Watch: Left-Wing Albania Government’s Midnight Bulldozer Raid Destroys National Theatre

Albania National Theatre
President Ilir Meta / Facebook

The president of Albania has decried the “mafia” government of his own country after the state apparently launched a midnight demolition raid against the National Theatre building, police having first rounded up demonstrators.

The sudden night-time demolition — which took place as people still stood in the square surrounding the National Theatre — came after two years of protests against the plans to tear down the building and replace it with an expensive new ultra-modernist design.

Pak orë më parë, në kulmin e errësirës, MAFIA urdhëroi shkatërrimin, jo vetëm të një prej monumenteve të trashëgimisë…

Posted by Ilir Meta on Sunday, May 17, 2020

The long-standing plan of Albania’s socialist Prime Minister Edi Rama has been to demolish the 1930s-era National Theatre in Tirana and to turn over the land to a private developer.
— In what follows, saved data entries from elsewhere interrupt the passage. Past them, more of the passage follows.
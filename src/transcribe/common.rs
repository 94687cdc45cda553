use serde::{Deserialize, Serialize};

use crate::config::VadConfig;

/// A single timed unit of transcribed speech
#[derive(Debug, Clone, PartialEq, Serialize, Deserialize)]
pub struct Segment {
    /// Start offset in seconds
    pub start: f64,
    /// End offset in seconds
    pub end: f64,
    /// Text as transcribed in the source language
    pub text: String,
    /// Translated text, filled in once translation has been attempted
    pub translation: Option<String>,
}

impl Segment {
    pub fn new(start: f64, end: f64, text: impl Into<String>) -> Self {
        Self {
            start,
            end,
            text: text.into(),
            translation: None,
        }
    }

    /// Text shown in the subtitle: the translation, or the original until one exists
    pub fn display_text(&self) -> &str {
        self.translation.as_deref().unwrap_or(&self.text)
    }
}

/// Ordered segments produced by one transcription run
#[derive(Debug, Clone, Default, Serialize, Deserialize)]
pub struct Transcription {
    pub segments: Vec<Segment>,
    pub language: String,
}

/// faster-whisper JSON output
#[derive(Debug, Clone, Serialize, Deserialize)]
pub struct FasterWhisperOutput {
    #[serde(default)]
    pub text: String,
    pub segments: Vec<FasterWhisperSegment>,
    pub language: Option<String>,
}

#[derive(Debug, Clone, Serialize, Deserialize)]
pub struct FasterWhisperSegment {
    pub start: f64,
    pub end: f64,
    pub text: String,
    #[serde(default)]
    pub words: Option<Vec<FasterWhisperWord>>,
}

#[derive(Debug, Clone, Serialize, Deserialize)]
pub struct FasterWhisperWord {
    pub start: f64,
    pub end: f64,
    pub word: String,
    pub probability: Option<f64>,
}

impl FasterWhisperOutput {
    /// Convert into a transcription, falling back to `language` when the output omits it
    pub fn into_transcription(self, language: &str) -> Transcription {
        let segments = self
            .segments
            .into_iter()
            .map(|seg| Segment::new(seg.start, seg.end, seg.text.trim()))
            .collect();

        Transcription {
            segments,
            language: self.language.unwrap_or_else(|| language.to_string()),
        }
    }
}

impl VadConfig {
    /// Command-line arguments selecting voice-activity detection
    pub fn to_args(&self) -> Vec<String> {
        if !self.enabled {
            return vec!["--vad_filter".to_string(), "False".to_string()];
        }

        let max_speech = match self.max_speech_duration_s {
            Some(seconds) => seconds.to_string(),
            None => "inf".to_string(),
        };

        vec![
            "--vad_filter".to_string(), "True".to_string(),
            "--vad_threshold".to_string(), self.threshold.to_string(),
            "--vad_speech_pad_ms".to_string(), self.speech_pad_ms.to_string(),
            "--vad_max_speech_duration_s".to_string(), max_speech,
            "--vad_min_speech_duration_ms".to_string(), self.min_speech_duration_ms.to_string(),
            "--vad_min_silence_duration_ms".to_string(), self.min_silence_duration_ms.to_string(),
        ]
    }
}

#[cfg(test)]
mod tests {
    use super::*;

    #[test]
    fn test_display_text_falls_back_to_original() {
        let mut segment = Segment::new(0.0, 1.5, "こんにちは");
        assert_eq!(segment.display_text(), "こんにちは");

        segment.translation = Some("你好".to_string());
        assert_eq!(segment.display_text(), "你好");
    }

    #[test]
    fn test_parse_output() {
        let json = r#"{
            "text": " こんにちは ありがとう",
            "segments": [
                {"id": 0, "start": 0.0, "end": 1.5, "text": " こんにちは",
                 "words": [{"start": 0.0, "end": 1.5, "word": "こんにちは", "probability": 0.98}]},
                {"id": 1, "start": 1.5, "end": 3.0, "text": " ありがとう"}
            ],
            "language": "ja"
        }"#;

        let output: FasterWhisperOutput = serde_json::from_str(json).unwrap();
        let transcription = output.into_transcription("en");

        assert_eq!(transcription.language, "ja");
        assert_eq!(transcription.segments, vec![
            Segment::new(0.0, 1.5, "こんにちは"),
            Segment::new(1.5, 3.0, "ありがとう"),
        ]);
    }

    #[test]
    fn test_parse_output_without_language() {
        let json = r#"{"segments": []}"#;
        let output: FasterWhisperOutput = serde_json::from_str(json).unwrap();
        let transcription = output.into_transcription("ja");
        assert_eq!(transcription.language, "ja");
        assert!(transcription.segments.is_empty());
    }

    #[test]
    fn test_vad_args() {
        let args = VadConfig::default().to_args();
        assert_eq!(args, vec![
            "--vad_filter", "True",
            "--vad_threshold", "0.35",
            "--vad_speech_pad_ms", "400",
            "--vad_max_speech_duration_s", "inf",
            "--vad_min_speech_duration_ms", "200",
            "--vad_min_silence_duration_ms", "500",
        ]);

        let disabled = VadConfig { enabled: false, ..VadConfig::default() };
        assert_eq!(disabled.to_args(), vec!["--vad_filter", "False"]);
    }
}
In return for this, the developer was to build a smaller theatre and use the rest of the space for private high-rise towers.

The scheme for the new £30 million building was created by design studio BIG in the now ubiquitous globalist-modernist style and the developer chosen — protesters allege — without being put to tender, and going to a preferred partner of the government.

The unsympathetic scheme does not compliment, reflect, or interact with its historic setting, but has at least been praised by fellow modernists for resembling an enormous bow-tie.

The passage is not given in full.